• [WHAT THE TASK REQUIRES]
Go line by line through the entries and show those that hold the string "here".

• [STUDY MATERIAL]

..........

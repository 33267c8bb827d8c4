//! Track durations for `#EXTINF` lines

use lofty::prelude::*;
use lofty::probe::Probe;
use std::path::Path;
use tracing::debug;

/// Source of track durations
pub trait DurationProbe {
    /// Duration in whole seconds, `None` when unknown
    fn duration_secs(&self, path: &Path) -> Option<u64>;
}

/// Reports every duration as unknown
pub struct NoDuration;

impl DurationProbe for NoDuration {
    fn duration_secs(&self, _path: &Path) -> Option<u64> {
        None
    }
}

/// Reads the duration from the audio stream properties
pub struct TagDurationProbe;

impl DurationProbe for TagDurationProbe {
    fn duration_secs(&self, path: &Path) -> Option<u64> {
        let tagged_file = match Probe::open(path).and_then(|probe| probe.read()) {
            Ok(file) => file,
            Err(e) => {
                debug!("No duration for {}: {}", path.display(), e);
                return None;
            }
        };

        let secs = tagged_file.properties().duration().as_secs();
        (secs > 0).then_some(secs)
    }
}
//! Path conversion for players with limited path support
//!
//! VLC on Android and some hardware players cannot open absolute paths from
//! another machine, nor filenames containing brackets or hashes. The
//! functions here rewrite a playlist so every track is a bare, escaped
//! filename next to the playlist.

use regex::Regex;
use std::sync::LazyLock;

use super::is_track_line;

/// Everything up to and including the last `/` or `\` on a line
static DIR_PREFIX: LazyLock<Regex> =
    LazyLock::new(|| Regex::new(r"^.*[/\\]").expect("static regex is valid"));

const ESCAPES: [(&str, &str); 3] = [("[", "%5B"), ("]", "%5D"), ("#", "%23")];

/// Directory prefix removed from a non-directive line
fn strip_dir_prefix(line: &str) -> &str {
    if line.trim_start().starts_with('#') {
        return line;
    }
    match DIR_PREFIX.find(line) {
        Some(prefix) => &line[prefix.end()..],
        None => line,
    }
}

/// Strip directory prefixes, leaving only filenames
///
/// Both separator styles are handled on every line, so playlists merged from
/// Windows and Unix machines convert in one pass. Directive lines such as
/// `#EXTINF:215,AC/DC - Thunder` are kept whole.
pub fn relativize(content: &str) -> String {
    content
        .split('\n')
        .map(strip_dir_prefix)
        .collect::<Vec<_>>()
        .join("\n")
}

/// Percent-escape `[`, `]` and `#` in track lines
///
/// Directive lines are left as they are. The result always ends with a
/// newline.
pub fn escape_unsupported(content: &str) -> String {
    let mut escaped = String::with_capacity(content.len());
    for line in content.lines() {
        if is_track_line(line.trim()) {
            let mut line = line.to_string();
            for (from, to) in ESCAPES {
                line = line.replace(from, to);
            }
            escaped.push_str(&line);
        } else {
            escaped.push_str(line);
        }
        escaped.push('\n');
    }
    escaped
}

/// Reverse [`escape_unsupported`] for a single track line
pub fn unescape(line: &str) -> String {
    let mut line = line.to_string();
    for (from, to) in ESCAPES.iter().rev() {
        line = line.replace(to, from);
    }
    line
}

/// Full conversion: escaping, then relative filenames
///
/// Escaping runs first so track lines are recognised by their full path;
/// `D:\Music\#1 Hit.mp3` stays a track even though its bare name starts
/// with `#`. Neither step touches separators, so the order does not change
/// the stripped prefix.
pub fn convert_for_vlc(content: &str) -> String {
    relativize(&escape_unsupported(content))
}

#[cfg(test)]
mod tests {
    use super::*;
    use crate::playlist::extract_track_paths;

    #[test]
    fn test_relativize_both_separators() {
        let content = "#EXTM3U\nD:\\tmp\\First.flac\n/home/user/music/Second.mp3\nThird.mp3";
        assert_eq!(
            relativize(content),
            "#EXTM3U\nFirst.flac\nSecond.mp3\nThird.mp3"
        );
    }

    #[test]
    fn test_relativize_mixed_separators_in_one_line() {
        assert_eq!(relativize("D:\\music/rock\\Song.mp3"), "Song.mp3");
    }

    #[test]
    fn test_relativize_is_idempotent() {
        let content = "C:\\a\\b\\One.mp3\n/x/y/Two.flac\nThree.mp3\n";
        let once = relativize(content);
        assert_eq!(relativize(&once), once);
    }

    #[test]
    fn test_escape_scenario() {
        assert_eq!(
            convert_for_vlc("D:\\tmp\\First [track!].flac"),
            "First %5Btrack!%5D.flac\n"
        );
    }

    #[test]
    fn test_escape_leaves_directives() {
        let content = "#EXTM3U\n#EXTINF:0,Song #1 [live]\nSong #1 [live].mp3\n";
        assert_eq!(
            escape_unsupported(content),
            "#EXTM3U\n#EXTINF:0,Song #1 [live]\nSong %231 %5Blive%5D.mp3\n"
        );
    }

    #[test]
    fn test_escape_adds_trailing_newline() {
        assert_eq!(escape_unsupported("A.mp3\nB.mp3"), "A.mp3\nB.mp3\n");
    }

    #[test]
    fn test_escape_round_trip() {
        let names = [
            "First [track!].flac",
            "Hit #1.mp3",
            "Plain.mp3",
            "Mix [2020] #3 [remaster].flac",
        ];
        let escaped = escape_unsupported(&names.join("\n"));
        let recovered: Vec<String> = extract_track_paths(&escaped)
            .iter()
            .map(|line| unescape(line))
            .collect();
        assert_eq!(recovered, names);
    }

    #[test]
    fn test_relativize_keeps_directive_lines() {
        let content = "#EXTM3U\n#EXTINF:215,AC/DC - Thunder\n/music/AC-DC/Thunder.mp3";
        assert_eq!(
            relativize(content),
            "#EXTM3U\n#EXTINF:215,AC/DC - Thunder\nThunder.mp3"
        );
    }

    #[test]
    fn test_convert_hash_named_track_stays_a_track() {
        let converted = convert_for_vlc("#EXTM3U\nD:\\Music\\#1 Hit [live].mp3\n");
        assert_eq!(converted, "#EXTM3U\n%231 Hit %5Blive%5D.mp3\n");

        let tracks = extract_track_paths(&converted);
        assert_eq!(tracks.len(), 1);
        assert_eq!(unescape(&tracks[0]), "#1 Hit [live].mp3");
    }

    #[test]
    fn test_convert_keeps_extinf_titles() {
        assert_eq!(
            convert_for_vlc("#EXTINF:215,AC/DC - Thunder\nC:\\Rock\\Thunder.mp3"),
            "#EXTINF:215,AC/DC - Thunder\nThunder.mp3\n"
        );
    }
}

..........

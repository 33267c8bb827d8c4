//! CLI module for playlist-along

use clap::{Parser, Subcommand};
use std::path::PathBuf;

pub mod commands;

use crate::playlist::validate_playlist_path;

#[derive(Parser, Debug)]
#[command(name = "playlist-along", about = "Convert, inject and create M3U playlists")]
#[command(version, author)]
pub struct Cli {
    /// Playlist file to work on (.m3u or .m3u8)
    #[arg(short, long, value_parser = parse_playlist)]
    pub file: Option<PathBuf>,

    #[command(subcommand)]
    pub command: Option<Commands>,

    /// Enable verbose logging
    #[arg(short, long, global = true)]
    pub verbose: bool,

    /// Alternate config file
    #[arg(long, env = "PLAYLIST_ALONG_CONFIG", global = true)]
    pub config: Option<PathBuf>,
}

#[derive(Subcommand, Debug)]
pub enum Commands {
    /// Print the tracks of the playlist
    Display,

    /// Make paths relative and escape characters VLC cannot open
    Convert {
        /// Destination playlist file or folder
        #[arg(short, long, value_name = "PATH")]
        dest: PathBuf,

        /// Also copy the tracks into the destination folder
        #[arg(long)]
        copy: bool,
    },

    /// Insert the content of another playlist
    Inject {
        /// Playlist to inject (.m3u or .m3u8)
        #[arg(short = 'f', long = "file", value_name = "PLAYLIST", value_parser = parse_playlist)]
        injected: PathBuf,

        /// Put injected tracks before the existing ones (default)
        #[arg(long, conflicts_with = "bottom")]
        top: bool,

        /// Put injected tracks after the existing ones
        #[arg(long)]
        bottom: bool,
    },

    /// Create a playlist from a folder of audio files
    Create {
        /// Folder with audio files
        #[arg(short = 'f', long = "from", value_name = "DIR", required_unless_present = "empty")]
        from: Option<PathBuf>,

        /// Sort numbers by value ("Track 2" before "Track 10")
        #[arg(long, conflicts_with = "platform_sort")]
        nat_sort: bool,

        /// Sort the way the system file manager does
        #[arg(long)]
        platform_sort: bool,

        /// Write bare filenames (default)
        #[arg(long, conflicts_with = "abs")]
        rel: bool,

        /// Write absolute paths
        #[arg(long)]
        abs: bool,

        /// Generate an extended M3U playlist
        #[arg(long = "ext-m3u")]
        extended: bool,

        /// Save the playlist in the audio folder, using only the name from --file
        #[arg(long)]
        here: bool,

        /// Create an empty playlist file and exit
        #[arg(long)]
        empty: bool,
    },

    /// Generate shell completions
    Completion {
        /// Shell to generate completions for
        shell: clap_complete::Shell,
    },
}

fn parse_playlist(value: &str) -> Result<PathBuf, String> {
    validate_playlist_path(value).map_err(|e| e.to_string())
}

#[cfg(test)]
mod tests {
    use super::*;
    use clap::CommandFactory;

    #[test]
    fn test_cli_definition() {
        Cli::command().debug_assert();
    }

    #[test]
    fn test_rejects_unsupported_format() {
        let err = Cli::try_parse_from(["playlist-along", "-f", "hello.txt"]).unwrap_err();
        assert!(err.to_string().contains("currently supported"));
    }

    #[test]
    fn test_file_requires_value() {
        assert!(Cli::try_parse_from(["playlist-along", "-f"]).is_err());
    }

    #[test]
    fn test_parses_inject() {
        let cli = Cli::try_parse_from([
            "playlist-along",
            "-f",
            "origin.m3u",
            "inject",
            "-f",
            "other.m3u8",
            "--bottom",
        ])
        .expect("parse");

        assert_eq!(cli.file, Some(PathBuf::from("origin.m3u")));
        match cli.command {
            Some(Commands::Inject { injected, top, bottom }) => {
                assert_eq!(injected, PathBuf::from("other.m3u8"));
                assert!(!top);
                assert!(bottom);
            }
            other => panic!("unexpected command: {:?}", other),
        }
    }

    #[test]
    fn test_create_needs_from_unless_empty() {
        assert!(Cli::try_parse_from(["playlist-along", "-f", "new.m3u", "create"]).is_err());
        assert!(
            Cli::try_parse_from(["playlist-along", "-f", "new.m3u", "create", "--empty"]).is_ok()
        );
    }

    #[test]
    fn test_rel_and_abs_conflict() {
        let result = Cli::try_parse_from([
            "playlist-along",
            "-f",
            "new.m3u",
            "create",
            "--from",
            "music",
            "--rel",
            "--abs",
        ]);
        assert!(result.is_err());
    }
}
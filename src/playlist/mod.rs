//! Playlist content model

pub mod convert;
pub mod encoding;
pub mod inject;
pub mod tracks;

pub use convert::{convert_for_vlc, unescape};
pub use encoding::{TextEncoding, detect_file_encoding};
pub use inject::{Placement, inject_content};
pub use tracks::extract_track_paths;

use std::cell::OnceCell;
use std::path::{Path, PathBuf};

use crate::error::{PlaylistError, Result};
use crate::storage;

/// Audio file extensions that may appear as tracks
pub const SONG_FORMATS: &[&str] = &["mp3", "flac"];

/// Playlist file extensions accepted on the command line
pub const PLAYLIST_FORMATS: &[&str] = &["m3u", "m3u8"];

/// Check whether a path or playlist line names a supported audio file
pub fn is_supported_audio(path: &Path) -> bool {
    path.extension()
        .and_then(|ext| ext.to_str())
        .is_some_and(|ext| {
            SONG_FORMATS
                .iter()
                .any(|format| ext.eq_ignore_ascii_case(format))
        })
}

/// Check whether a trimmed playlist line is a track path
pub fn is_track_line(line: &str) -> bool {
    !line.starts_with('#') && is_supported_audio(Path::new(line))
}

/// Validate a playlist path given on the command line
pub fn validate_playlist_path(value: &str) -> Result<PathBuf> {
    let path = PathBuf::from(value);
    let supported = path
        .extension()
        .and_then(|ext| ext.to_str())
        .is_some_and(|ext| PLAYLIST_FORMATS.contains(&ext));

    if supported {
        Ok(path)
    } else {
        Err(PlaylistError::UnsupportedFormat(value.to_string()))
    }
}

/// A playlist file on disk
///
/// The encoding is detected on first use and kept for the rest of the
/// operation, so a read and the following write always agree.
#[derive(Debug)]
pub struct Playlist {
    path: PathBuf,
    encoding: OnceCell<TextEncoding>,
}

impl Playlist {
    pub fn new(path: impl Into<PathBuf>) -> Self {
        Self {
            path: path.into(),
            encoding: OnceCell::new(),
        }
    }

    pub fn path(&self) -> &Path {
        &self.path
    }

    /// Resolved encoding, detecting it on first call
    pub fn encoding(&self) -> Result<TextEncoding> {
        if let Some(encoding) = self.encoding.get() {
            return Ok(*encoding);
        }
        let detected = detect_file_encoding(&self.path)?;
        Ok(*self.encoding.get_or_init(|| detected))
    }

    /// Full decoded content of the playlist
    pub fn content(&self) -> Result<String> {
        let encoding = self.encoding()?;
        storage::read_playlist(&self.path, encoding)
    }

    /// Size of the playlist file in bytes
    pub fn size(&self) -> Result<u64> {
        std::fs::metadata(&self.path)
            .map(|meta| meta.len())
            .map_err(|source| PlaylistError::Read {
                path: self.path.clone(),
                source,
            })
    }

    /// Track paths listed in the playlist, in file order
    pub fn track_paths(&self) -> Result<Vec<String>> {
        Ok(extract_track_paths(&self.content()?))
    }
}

..........

• [SOLUTION]
//! functions here rewrite a playlist so every track is a bare, escaped
        here: bool,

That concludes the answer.